- Exercise instructions:
Please find every line in the records below that contains the word "Debug", and copy it.

⁂

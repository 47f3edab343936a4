// Copyright (c) Microsoft Corporation.
// Licensed under the MIT License.

//! OpenTelemetry instruments for cache operations.

use std::time::Duration;

use opentelemetry::{
    InstrumentationScope, KeyValue,
    metrics::{Counter, Histogram, MeterProvider},
};

use crate::{
    cache::CacheName,
    telemetry::{ACTIVITY_KEY, CacheActivity, CacheOperation, NAME_KEY, OPERATION_KEY},
};

/// Counter and histogram shared by every clone of a `CacheTelemetry`.
#[derive(Clone, Debug)]
pub(crate) struct Instruments {
    events: Counter<u64>,
    durations: Histogram<f64>,
}

impl Instruments {
    pub(crate) fn new(provider: &dyn MeterProvider) -> Self {
        let scope = InstrumentationScope::builder(env!("CARGO_PKG_NAME"))
            .with_version(env!("CARGO_PKG_VERSION"))
            .with_schema_url("https://opentelemetry.io/schemas/1.47.0")
            .build();
        let meter = provider.meter_with_scope(scope);

        Self {
            events: meter
                .u64_counter("cache.event.count")
                .with_description("Facade operations by outcome")
                .with_unit("{event}")
                .build(),
            durations: meter
                .f64_histogram("cache.operation.duration")
                .with_description("Time spent in a facade operation, backend included")
                .with_unit("s")
                .build(),
        }
    }

    pub(crate) fn record(&self, cache_name: CacheName, operation: CacheOperation, activity: CacheActivity, duration: Duration) {
        let attrs = [
            KeyValue::new(NAME_KEY, cache_name),
            KeyValue::new(OPERATION_KEY, operation.as_str()),
            KeyValue::new(ACTIVITY_KEY, activity.as_str()),
        ];

        self.events.add(1, &attrs);
        self.durations.record(duration.as_secs_f64(), &attrs);
    }
}
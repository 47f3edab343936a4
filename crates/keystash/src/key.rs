// Copyright (c) Microsoft Corporation.
// Licensed under the MIT License.

use crate::{Error, Result};

/// Checks that `key` can be handed to the backend.
///
/// Keys are statically strings, so only emptiness is left to reject.
pub(crate) fn validate(key: &str) -> Result<&str> {
    if key.is_empty() {
        return Err(Error::invalid_key());
    }
    Ok(key)
}
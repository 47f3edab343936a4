// Copyright (c) Microsoft Corporation.
// Licensed under the MIT License.

#![cfg_attr(coverage_nightly, feature(coverage_attribute))]
#![cfg_attr(docsrs, feature(doc_cfg))]

//! A simple key/value cache over tagged, expiring storage.
//!
//! [`SimpleCache`] exposes the familiar `get`/`set`/`delete`/`clear`/`has`
//! operations and their bulk forms on top of any
//! [`Backend`](keystash_backend::Backend). Every entry it writes carries
//! [`NAMESPACE_TAG`], so [`SimpleCache::clear`] only removes entries written
//! through the facade even when the backend is shared.
//!
//! - Keys are non-empty strings and are validated before the backend is touched.
//! - TTLs are given as a [`Ttl`] and resolved to a fixed deadline at write time.
//! - Reads return a caller-supplied default for missing and expired entries.
//! - Backend read failures are errors. Backend write failures are logged with
//!   `tracing` and reported as `false`.
//!
//! # Examples
//!
//! ```
//! use std::time::Duration;
//!
//! use keystash::{SimpleCache, Ttl};
//! use keystash_memory::MemoryBackend;
//! use tick::Clock;
//!
//! let clock = Clock::new_frozen();
//! let cache = SimpleCache::new(MemoryBackend::<String>::new(clock.clone()), clock);
//!
//! cache.set("greeting", "hello".to_string(), Duration::from_secs(300))?;
//! cache.set_multiple([("a", "1".to_string()), ("b", "2".to_string())], Ttl::None)?;
//!
//! assert_eq!(cache.get("greeting", String::new())?, "hello");
//! assert!(cache.has("a")?);
//!
//! assert!(cache.clear());
//! assert!(!cache.has("a")?);
//! # Ok::<(), keystash::Error>(())
//! ```
//!
//! # Features
//!
//! - `memory` (default): re-exports the moka-based `MemoryBackend`.
//! - `metrics`: OpenTelemetry counters and histograms through
//!   `TelemetryConfig::with_metrics`.
//! - `test-util`: enables the mock backend in `keystash_backend::testing`.

pub mod builder;
pub mod cache;
mod error;
mod key;
mod telemetry;
mod ttl;

#[doc(inline)]
pub use builder::SimpleCacheBuilder;
#[doc(inline)]
pub use cache::{NAMESPACE_TAG, SimpleCache};
#[doc(inline)]
pub use error::{Error, ErrorKind, Result};
#[doc(inline)]
pub use keystash_backend::{Backend, Expiration};
#[cfg(feature = "memory")]
#[doc(inline)]
pub use keystash_memory::{MemoryBackend, MemoryBackendBuilder};
#[doc(inline)]
pub use telemetry::{CacheTelemetry, TelemetryConfig};
#[doc(inline)]
pub use ttl::Ttl;
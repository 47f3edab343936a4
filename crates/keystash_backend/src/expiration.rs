// Copyright (c) Microsoft Corporation.
// Licensed under the MIT License.

use std::time::SystemTime;

/// When a stored entry stops being visible.
///
/// Backends only ever see absolute points in time; relative lifetimes are
/// resolved against a clock before they reach the store.
///
/// # Examples
///
/// ```
/// use std::time::{Duration, SystemTime};
///
/// use keystash_backend::Expiration;
///
/// let deadline = SystemTime::UNIX_EPOCH + Duration::from_secs(60);
/// let expiration = Expiration::At(deadline);
///
/// assert!(!expiration.is_expired_at(SystemTime::UNIX_EPOCH));
/// assert!(expiration.is_expired_at(deadline));
/// assert!(!Expiration::Never.is_expired_at(deadline));
/// ```
#[derive(Clone, Copy, Debug, Default, PartialEq, Eq, Hash)]
pub enum Expiration {
    /// The entry lives until it is removed or evicted.
    #[default]
    Never,
    /// The entry is absent from this instant onwards.
    At(SystemTime),
}

impl Expiration {
    /// Returns the deadline, if any.
    #[must_use]
    pub fn deadline(&self) -> Option<SystemTime> {
        match self {
            Self::Never => None,
            Self::At(at) => Some(*at),
        }
    }

    /// Returns `true` if an entry with this expiration is gone at `now`.
    #[must_use]
    pub fn is_expired_at(&self, now: SystemTime) -> bool {
        match self {
            Self::Never => false,
            Self::At(at) => *at <= now,
        }
    }
}

impl From<SystemTime> for Expiration {
    fn from(at: SystemTime) -> Self {
        Self::At(at)
    }
}

impl From<Option<SystemTime>> for Expiration {
    fn from(at: Option<SystemTime>) -> Self {
        at.map_or(Self::Never, Self::At)
    }
}

#[cfg(test)]
mod tests {
    use std::time::Duration;

    use super::*;

    #[test]
    fn default_never_expires() {
        assert_eq!(Expiration::default(), Expiration::Never);
        assert!(Expiration::default().deadline().is_none());
    }

    #[test]
    fn deadline_is_inclusive() {
        let at = SystemTime::UNIX_EPOCH + Duration::from_secs(10);
        let expiration = Expiration::At(at);

        assert!(!expiration.is_expired_at(at - Duration::from_nanos(1)));
        assert!(expiration.is_expired_at(at));
        assert!(expiration.is_expired_at(at + Duration::from_secs(1)));
    }

    #[test]
    fn from_option() {
        let at = SystemTime::UNIX_EPOCH;
        assert_eq!(Expiration::from(Some(at)), Expiration::At(at));
        assert_eq!(Expiration::from(None), Expiration::Never);
    }
}
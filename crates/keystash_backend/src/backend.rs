// Copyright (c) Microsoft Corporation.
// Licensed under the MIT License.

//! The core trait for storage backends.

use std::{collections::HashMap, sync::Arc};

use crate::{Error, SaveOptions, Tags};

/// A tagged, expiring key-value store.
///
/// `load` reports a missing or expired entry as `Ok(None)`, the absent
/// sentinel; `Err` is reserved for the store itself failing. Implementations
/// provide their own concurrency guarantees; callers add none.
///
/// Required methods: `load`, `save`, `remove`, `invalidate_by_tags`.
/// `bulk_load` defaults to one `load` per key, stopping at the first failure.
pub trait Backend<V>: Send + Sync {
    /// Reads the value stored under `key`.
    fn load(&self, key: &str) -> Result<Option<V>, Error>;

    /// Stores `value` under `key`, replacing any previous entry and its tags.
    fn save(&self, key: &str, value: V, options: &SaveOptions) -> Result<(), Error>;

    /// Removes the entry under `key`. Removing a missing key succeeds.
    fn remove(&self, key: &str) -> Result<(), Error>;

    /// Reads several keys at once.
    ///
    /// The returned map has one entry per distinct requested key, `None` for
    /// absent ones.
    fn bulk_load(&self, keys: &[&str]) -> Result<HashMap<String, Option<V>>, Error> {
        let mut loaded = HashMap::with_capacity(keys.len());
        for key in keys {
            let value = self.load(key)?;
            loaded.insert((*key).to_owned(), value);
        }
        Ok(loaded)
    }

    /// Removes every entry saved with at least one of `tags`.
    fn invalidate_by_tags(&self, tags: &Tags) -> Result<(), Error>;
}

macro_rules! forward_backend {
    ($($ptr:ty),* $(,)?) => {
        $(
            impl<V, B> Backend<V> for $ptr
            where
                B: Backend<V> + ?Sized,
            {
                fn load(&self, key: &str) -> Result<Option<V>, Error> {
                    (**self).load(key)
                }

                fn save(&self, key: &str, value: V, options: &SaveOptions) -> Result<(), Error> {
                    (**self).save(key, value, options)
                }

                fn remove(&self, key: &str) -> Result<(), Error> {
                    (**self).remove(key)
                }

                fn bulk_load(&self, keys: &[&str]) -> Result<HashMap<String, Option<V>>, Error> {
                    (**self).bulk_load(keys)
                }

                fn invalidate_by_tags(&self, tags: &Tags) -> Result<(), Error> {
                    (**self).invalidate_by_tags(tags)
                }
            }
        )*
    };
}

forward_backend!(&B, Arc<B>, Box<B>);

⁂

- Problem solution:
#[derive(Clone, Debug)]
#[derive(Clone, Copy, Debug, Default, PartialEq, Eq, Hash)]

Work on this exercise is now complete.